Impact of soluble epoxide hydrolase and epoxyeicosanoids on human health

Abstract

The presence of epoxyeicosatrienoic acids (EETs) in tissues and their metabolism by soluble epoxide hydrolase (sEH) to 1,2-diols were first reported 30 years ago. However, appreciation of their importance in cell biology and physiology has greatly accelerated over the past decade with the discovery of metabolically stable inhibitors of sEH, the commercial availability of EETs, and the development of analytical methods for the quantification of EETs and their diols. Numerous roles of EETs in regulatory biology now are clear, and the value of sEH inhibition in various animal models of disease has been demonstrated. Here, we review these results and discuss how the pharmacological stabilization of EETs and other natural epoxy-fatty acids could lead to possible disease therapies.

Figure 1

Overview of the arachidonic acid cascade emphasizing the conversion of largely anti-inflammatory epoxides to their corresponding 1,2-diols by the soluble epoxide hydrolase. Abbreviations: ARA, arachidonic acid; CoA, coenzyme A; COX, cyclooxygenase; CYP450, cytochrome P450; DHA, docosahexaenoic acid; DHET, dihydroxyeicosatrienoic acid; DiHDPE, dihydroxydocosapentaenoic acid; DiHETE, dihydroxyeicosatetraenoic acid; DiHOME, dihydroxyoctadecenoic acid; EET, epoxyeicosatrienoic acid; EPA, eicosapentaenoic acid; EpDPE, epoxydocosapentaenoic acid; EpETE, epoxyeicosatetraenoic acid; EpOME, epoxyoctadecenoic acid; HETE, hydroxyeicosatetraenoic acid; LA, linoleic acid; LOX, lipoxygenase; PLA2, phospholipase A2; sEH, soluble epoxide hydrolase.

Figure 2

Structure and commonly used acronyms of soluble epoxide hydrolase inhibitors used in biological assays, animal models of diseases, and clinical trials. References for compounds: 1 (53); 2 (55); 3–5, 7 (56); 6 (57); 8 (58); 9 (59); 10 (60); 11, 12 (61); 13 (62); and 14 (63).
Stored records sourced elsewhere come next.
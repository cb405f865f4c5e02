//! Health check handler

use axum::Json;
use serde::Serialize;
use utoipa::ToSchema;

use crate::interfaces::http::common::ApiResponse;

#[derive(Debug, Serialize, ToSchema)]
pub struct HealthStatus {
    pub status: &'static str,
    pub version: &'static str,
}

#[utoipa::path(
    get,
    path = "/health",
    tag = "Health",
    responses(
        (status = 200, description = "Server is healthy", body = ApiResponse<HealthStatus>)
    )
)]
pub async fn health_check() -> Json<ApiResponse<HealthStatus>> {
    Json(ApiResponse::success(HealthStatus {
        status: "ok",
        version: env!("CARGO_PKG_VERSION"),
    }))
}
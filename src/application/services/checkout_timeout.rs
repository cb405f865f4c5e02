//! Background task that auto-confirms overdue checkouts.
//!
//! Runs in a tokio::spawn loop, checking every `sweep_interval_secs` for
//! checkouts whose owner confirmation has been pending since before the
//! configured window (72h by default) and settling them in the renter's
//! favor. The deadline is computed from the persisted `requested_at`, so
//! restarts are harmless, and the conditional settlement write keeps the
//! sweep idempotent.

use std::sync::Arc;

use tokio::time::Duration;
use tracing::{info, warn};

use super::checkout::CheckoutService;
use crate::shared::shutdown::ShutdownSignal;

/// Start the checkout timeout sweep task.
pub fn start_checkout_timeout_task(
    service: Arc<CheckoutService>,
    shutdown: ShutdownSignal,
    sweep_interval_secs: u64,
    confirmation_window_hours: i64,
) {
    tokio::spawn(async move {
        info!(
            sweep_interval = sweep_interval_secs,
            window_hours = confirmation_window_hours,
            "Checkout timeout sweep started"
        );

        let window = chrono::Duration::hours(confirmation_window_hours);
        let mut interval = tokio::time::interval(Duration::from_secs(sweep_interval_secs));

        loop {
            tokio::select! {
                _ = interval.tick() => {
                    metrics::counter!("checkout_sweep_runs_total").increment(1);
                    match service.auto_confirm_overdue(window).await {
                        Ok(0) => {}
                        Ok(applied) => {
                            info!(applied, "Checkout timeout sweep auto-confirmed checkouts");
                        }
                        Err(e) => {
                            warn!(error = %e, "Checkout timeout sweep error");
                        }
                    }
                }
                _ = shutdown.notified().wait() => {
                    info!("Checkout timeout sweep shutting down");
                    break;
                }
            }
        }

        info!("Checkout timeout sweep stopped");
    });
}

// ── Tests ──────────────────────────────────────────────────────

#[cfg(test)]
mod tests {
    use super::*;
    use crate::application::events::create_event_bus;
    use crate::domain::checkout::{Checkout, CheckoutKind};
    use crate::domain::property::Property;
    use crate::domain::rent_request::RentRequest;
    use crate::domain::user::{User, UserRole};
    use crate::domain::RepositoryProvider;
    use crate::infrastructure::memory::InMemoryRepositoryProvider;
    use chrono::{NaiveDate, Utc};
    use uuid::Uuid;

    async fn overdue_checkout(repos: &Arc<InMemoryRepositoryProvider>) -> Uuid {
        let owner = User::new("Omar Owner", "omar@example.com", UserRole::Owner);
        let renter = User::new("Rita Renter", "rita@example.com", UserRole::Renter);
        let property = Property::new(
            owner.id,
            "Sunny flat",
            "12 Elm Street",
            "1200.00".parse().unwrap(),
            "600.00".parse().unwrap(),
            "USD",
        );

        let mut request = RentRequest::new(
            property.id,
            renter.id,
            owner.id,
            NaiveDate::from_ymd_opt(2026, 9, 1).unwrap(),
            NaiveDate::from_ymd_opt(2026, 10, 1).unwrap(),
            property.rent_amount,
            property.deposit_amount,
            "USD",
        )
        .unwrap();
        request.confirm().unwrap();
        request.mark_paid().unwrap();

        let mut checkout = Checkout::new(request.id, CheckoutKind::Normal, None);
        checkout.requested_at = Utc::now() - chrono::Duration::hours(73);
        let checkout_id = checkout.id;

        repos.users().save(owner).await.unwrap();
        repos.users().save(renter).await.unwrap();
        repos.properties().save(property).await.unwrap();
        repos.rent_requests().save(request).await.unwrap();
        repos.checkouts().save(checkout).await.unwrap();

        checkout_id
    }

    #[tokio::test(start_paused = true)]
    async fn sweep_task_settles_overdue_checkouts() {
        let repos = Arc::new(InMemoryRepositoryProvider::new());
        let checkout_id = overdue_checkout(&repos).await;

        let service = Arc::new(CheckoutService::new(
            repos.clone() as Arc<dyn RepositoryProvider>,
            create_event_bus(),
        ));
        let shutdown = ShutdownSignal::new();

        start_checkout_timeout_task(service, shutdown.clone(), 60, 72);

        // first interval tick fires immediately; give the task time to run it
        tokio::time::sleep(Duration::from_secs(1)).await;

        let settled = repos
            .checkouts()
            .find_by_id(checkout_id)
            .await
            .unwrap()
            .unwrap();
        assert!(settled.is_settled());

        shutdown.trigger();
    }
}
//! The byte-stream layer over discrete chat messages.
//!
//! [`stream`] turns a message feed plus a message sender into an ordered
//! read/write byte channel; [`mux`] puts the external multiplexer on top of
//! it so many logical connections share the one channel.

pub mod mux;
pub mod stream;

pub use stream::{MessageStream, StreamReadHalf, StreamWriteHalf};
Abbreviations: AEPU, 1-adamantanyl-3-{5-[2-(2-ethoxyethoxy)ethoxy]pentyl]}urea; APAU, 1-(1-acetypiperidin-4-yl)-3-adamantanylurea; AUDA, 12-(3-adamantan-1-yl-ureido) dodecanoic acid; t-CUPM, trans-4-{4-[3-(4-chloro-3-trifluoromethyl-phenyl)-ureido]-cyclohexyloxy}-pyridine-2-carboxylic acid methylamide; TPPU, 1-trifluoromethoxyphenyl-3-(1-propionylpiperidin-4-yl) urea; t-TUCB, trans-4-{4-[3-(4-trifluoromethoxy-phenyl)-ureido]-cyclohexyloxy}-benzoic acid.

Figure 3

(a) Role of epoxy-fatty acids (EpFAs) in inflammation. (b) Effects of soluble epoxide hydrolase inhibitors (sEHIs). Abbreviations: COX, cyclooxygenase; DiHFA, 1,2-dihydroxy-fatty acid; FA, fatty acid; IKK, IκB kinase; IL, interleukin; iNOS, inducible nitric oxide synthase; LKT, leukotriene; LOX, lipoxygenase; NF-κB, nuclear factor κB; NO, nitric oxide; PG, prostaglandin; PLA2, phospholipase A2; PPAR, peroxisome proliferator-activated receptor; sEH, soluble epoxide hydrolase; TNF-α, tumor necrosis factor-α; VCAM-1, vascular cell adhesion molecule-1.

Figure 4

(a) Effect of a soluble epoxide hydrolase inhibitor (sEHI), APAU (Figure 2, compound 3), in a lipopolysaccharide (LPS)-induced inflammatory pain model (82, 88). (b) Effect of sEHIs in a streptozocin-induced type 1 diabetes neuropathic pain model (89). APAU is compared with celecoxib (which reduces inflammatory pain) and gabapentin (which reduces neuropathic pain). Nociceptive responses were measured with a von Frey apparatus and electronic aesthesiometer before the induction of diabetes or before the injection of LPS. Rats (n = 6 per group) were treated with the tested drugs 60 min prior to 10-μg intraplantar LPS injection in the inflammatory pain model; pretreatment was not possible for the neuropathic pain model. The measurements were taken at 2 h postinjection and are reported as a percent of the pretreatment naive baseline (no pain). All compounds were formulated in PEG400 vehicle and administered by subcutaneous injection. Asterisk indicates that compared to the vehicle control, the treatment significantly reduced the pain (p < 0.01). Abbreviation: APAU, 1-(1-acetypiperidin-4-yl)-3-adamantanylurea.